MCC	0.6086	0.6381	0.5634	0.5082	0.6357	0.6439	0.6464
AUC	0.9646	0.9603	0.9571	0.9488	0.9592	0.9640	0.9644
Gmean	0.9262	0.9089	0.9102	0.9115	0.9214	0.9106	0.9146

| Show Table

DownLoad: CSV

This shows that the network framework with a combination of the four methods works best. This network framework extracted more advanced features compared to other network frameworks, and it was the best in terms of the MCC metric. Therefore, we finally chose a combination of four methods as our network framework model for DGA-5mC.

3.3. Performance of DGA-5mC on the training dataset

To analyze the performance of DGA-5mC, we performed a five-fold cross-validation on the training dataset. The five-fold cross-validation performance of the DGA-5mC model on the training dataset is shown in Figure 10. It is not difficult to find that the values of the Sn, SP, ACC, MCC, AUC and Gmean metrics on the training dataset are very stable and fluctuate relatively little, effectively avoiding the problem of overfitting. Therefore, this indicates that the DGA-5mC model had good performance on the training dataset.

Figure 10. Performance of DGA-5mC on the training dataset.

DownLoad: Full-Size Img PowerPoint

The ROC curve of the DGA-5mC model on the training dataset is shown in Figure 11, and the mean value of AUC was 0.9639. The AUC values for each fold of cross-validation were greater than 0.96. This indicates that our proposed DGA-5mC model has good stability.

Figure 11. ROC curve for DGA-5mC on the training dataset.

DownLoad: Full-Size Img PowerPoint

3.4. Comparison with existing predictors

The five-fold cross-validation performance of the DGA-5mC model compared to three existing prediction methods on the same dataset is shown in Table 7. It is worth noting that this work has an unbalanced ratio of positive and negative samples in the training dataset. However, we did not train the DGA-5mC model by processing the unbalanced data into balanced data as in the case of the BiLSTM-5mC model. Therefore, this made the training process biased toward the identification of majority class samples (promoter fragments without 5mC sites). As can be seen in Table 7, the DGA-5mC model had a higher Sn than the other three prediction methods, including being 9.48% higher than the model BiLSTM-5mC, which is the latest prediction method, at the cost of a 1.54% decrease in SP and a 0.68% decrease in ACC. Since our dataset was a large amount of unbalanced data, comparing ACC is not meaningful, and MCC is an important measure of unbalanced data. It can be seen that, although SP and ACC were slightly reduced, the MCC assessment index was 1.82% higher than its BiLSTM-5mC model counterpart, and the AUC was basically the same as that for the BiLSTM-5mC model, proving that the predictive model DGA-5mC proposed in this paper focuses more on the accurate identification of minority class samples (promoter fragments with 5mC sites) than the other three prediction methods. Taking into consideration both positive and negative sample precision, we achieved a value of 91.46% by using the Gmean metric for both the five-fold cross-validation and independent test datasets.

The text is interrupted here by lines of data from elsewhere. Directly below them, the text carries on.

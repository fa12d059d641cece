/*
 * Copyright (c) 2021. Aberic - All Rights Reserved.
 *
 * Licensed under the Apache License, Version 2.0 (the "License");
 * you may not use this file except in compliance with the License.
 * You may obtain a copy of the License at
 * http://www.apache.org/licenses/LICENSE-2.0
 * Unless required by applicable law or agreed to in writing, software
 * distributed under the License is distributed on an "AS IS" BASIS,
 * WITHOUT WARRANTIES OR CONDITIONS OF ANY KIND, either express or implied.
 * See the License for the specific language governing permissions and
 * limitations under the License.
 */

//! Parses an `Accept` header value into a quality-ranked, re-entrant
//! iterator the demultiplexer walks during content negotiation.

use crate::http::mime::{Mime, MimeRegistry};

/// One accept-entry: a (possibly wildcarded) MIME pair plus its quality
/// and original listing position (used to break quality ties).
#[derive(Clone, Copy)]
struct Entry {
    mime: Mime,
    order: usize,
}

/// A quality-sorted, cloneable cursor over a parsed `Accept` header.
/// Ties in quality are broken by original listing order.
#[derive(Clone)]
pub struct AcceptIter {
    entries: Vec<Entry>,
    pos: usize,
}

impl AcceptIter {
    /// Parses `header_value` (e.g. `application/json;q=0.9, text/plain;q=0.8`)
    /// against `registry`. An empty or absent header is treated as `*/*`.
    pub fn parse(header_value: &str, registry: &MimeRegistry) -> AcceptIter {
        let mut entries = Vec::new();
        let trimmed = header_value.trim();
        if trimmed.is_empty() {
            entries.push(Entry { mime: Mime::wildcard(), order: 0 });
        } else {
            for (order, part) in trimmed.split(',').enumerate() {
                let part = part.trim();
                if part.is_empty() {
                    continue;
                }
                let mut segments = part.split(';');
                let type_subtype = segments.next().unwrap_or("").trim();
                let mut quality: u8 = 10;
                for param in segments {
                    let param = param.trim();
                    if let Some(q) = param.strip_prefix("q=") {
                        quality = parse_quality(q);
                    }
                }
                let mut mime = registry.parse(type_subtype);
                mime.quality = quality;
                entries.push(Entry { mime, order });
            }
        }
        entries.sort_by(|a, b| b.mime.quality.cmp(&a.mime.quality).then(a.order.cmp(&b.order)));
        AcceptIter { entries, pos: 0 }
    }

    /// Resets the cursor to the start without reparsing.
    pub fn rewind(&mut self) {
        self.pos = 0;
    }

    /// Yields the next entry in quality-descending order, or `None` after
    /// the last one.
    pub fn next(&mut self) -> Option<Mime> {
        let entry = self.entries.get(self.pos)?;
        self.pos += 1;
        Some(entry.mime)
    }
}

fn parse_quality(s: &str) -> u8 {
    match s.parse::<f32>() {
        Ok(q) if (0.0..=1.0).contains(&q) => (q * 10.0).round() as u8,
        _ => 10,
    }
}

#[cfg(test)]
mod accept_test {
    use super::*;

    #[test]
    fn sorts_by_quality_descending() {
        let reg = MimeRegistry::new();
        let mut it = AcceptIter::parse("application/json;q=0.9, text/plain;q=1.0", &reg);
        let first = it.next().unwrap();
        assert_eq!(first, reg.parse("text/plain"));
        let second = it.next().unwrap();
        assert_eq!(second, reg.parse("application/json"));
        assert!(it.next().is_none());
    }

    #[test]
    fn empty_header_means_wildcard() {
        let reg = MimeRegistry::new();
        let mut it = AcceptIter::parse("", &reg);
        assert!(it.next().unwrap().is_wildcard());
    }

    #[test]
    fn ties_keep_listing_order() {
        let reg = MimeRegistry::new();
        let mut it = AcceptIter::parse("text/plain, application/json", &reg);
        assert_eq!(it.next().unwrap(), reg.parse("text/plain"));
        assert_eq!(it.next().unwrap(), reg.parse("application/json"));
    }

    #[test]
    fn rewind_replays_from_start() {
        let reg = MimeRegistry::new();
        let mut it = AcceptIter::parse("text/plain", &reg);
        assert!(it.next().is_some());
        assert!(it.next().is_none());
        it.rewind();
        assert!(it.next().is_some());
    }
}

Table 7. 5-fold cross-validation performance of DGA-5mC and other predictors.

Predictor	Sn	SP	ACC	MCC	AUC	Gmean
iPromoter-5mC	0.8746	0.9039	0.9016	0.5743	0.9566	−
5mC-Pred	0.8990	0.9200	0.9180	0.6260	0.9620	−
BiLSTM-5mC	0.8096	0.9404	0.9302	0.6235	0.9644	−
DGA-5mC	0.9044	0.9250	0.9234	0.6417	0.9639	0.9146

| Show Table

DownLoad: CSV

The independent test performance of the DGA-5mC model and other prediction methods on the same dataset is shown in Table 8. It can be seen that the DGA-5mC model developed in this research achieved the best performance and outperformed the other three models in terms of the Sn, MCC and AUC metrics. The Sn metric was 0.9019, which was 3.58% higher than that for the BiLSTM-5mC model of the latest prediction method. However, the SP and ACC values from our method were slightly lower than those for the BiLSTM-5mC model, but they were higher than those for the other two models, iPromoter-5mC and 5mC-Pred. This may be due to the very low Sn for the BiLSTM-5mC model, resulting in an elevated SP, with a large amount of imbalanced data biasing the identification of most class samples (promoter fragments without 5mC sites) during training. The BiLSTM-5mC model reuses the number of positive samples 10 times and divides the number of negative samples into 11 copies. Thus, the 1:11 unbalanced data was converted into 1:1 balanced data, resulting in 11 sub-models of balanced data. Each model needed to be trained, and eventually 11 sub-models were trained. In contrast, the DGA-5mC model has the advantage that it can feed unbalanced data directly into that model, requiring only one model to be trained. In terms of computational effort, the DGA-5mC model has fewer parameters than the BiLSTM-5mC model, so it requires less time. Therefore, the DGA-5mC model is preferred over the other models.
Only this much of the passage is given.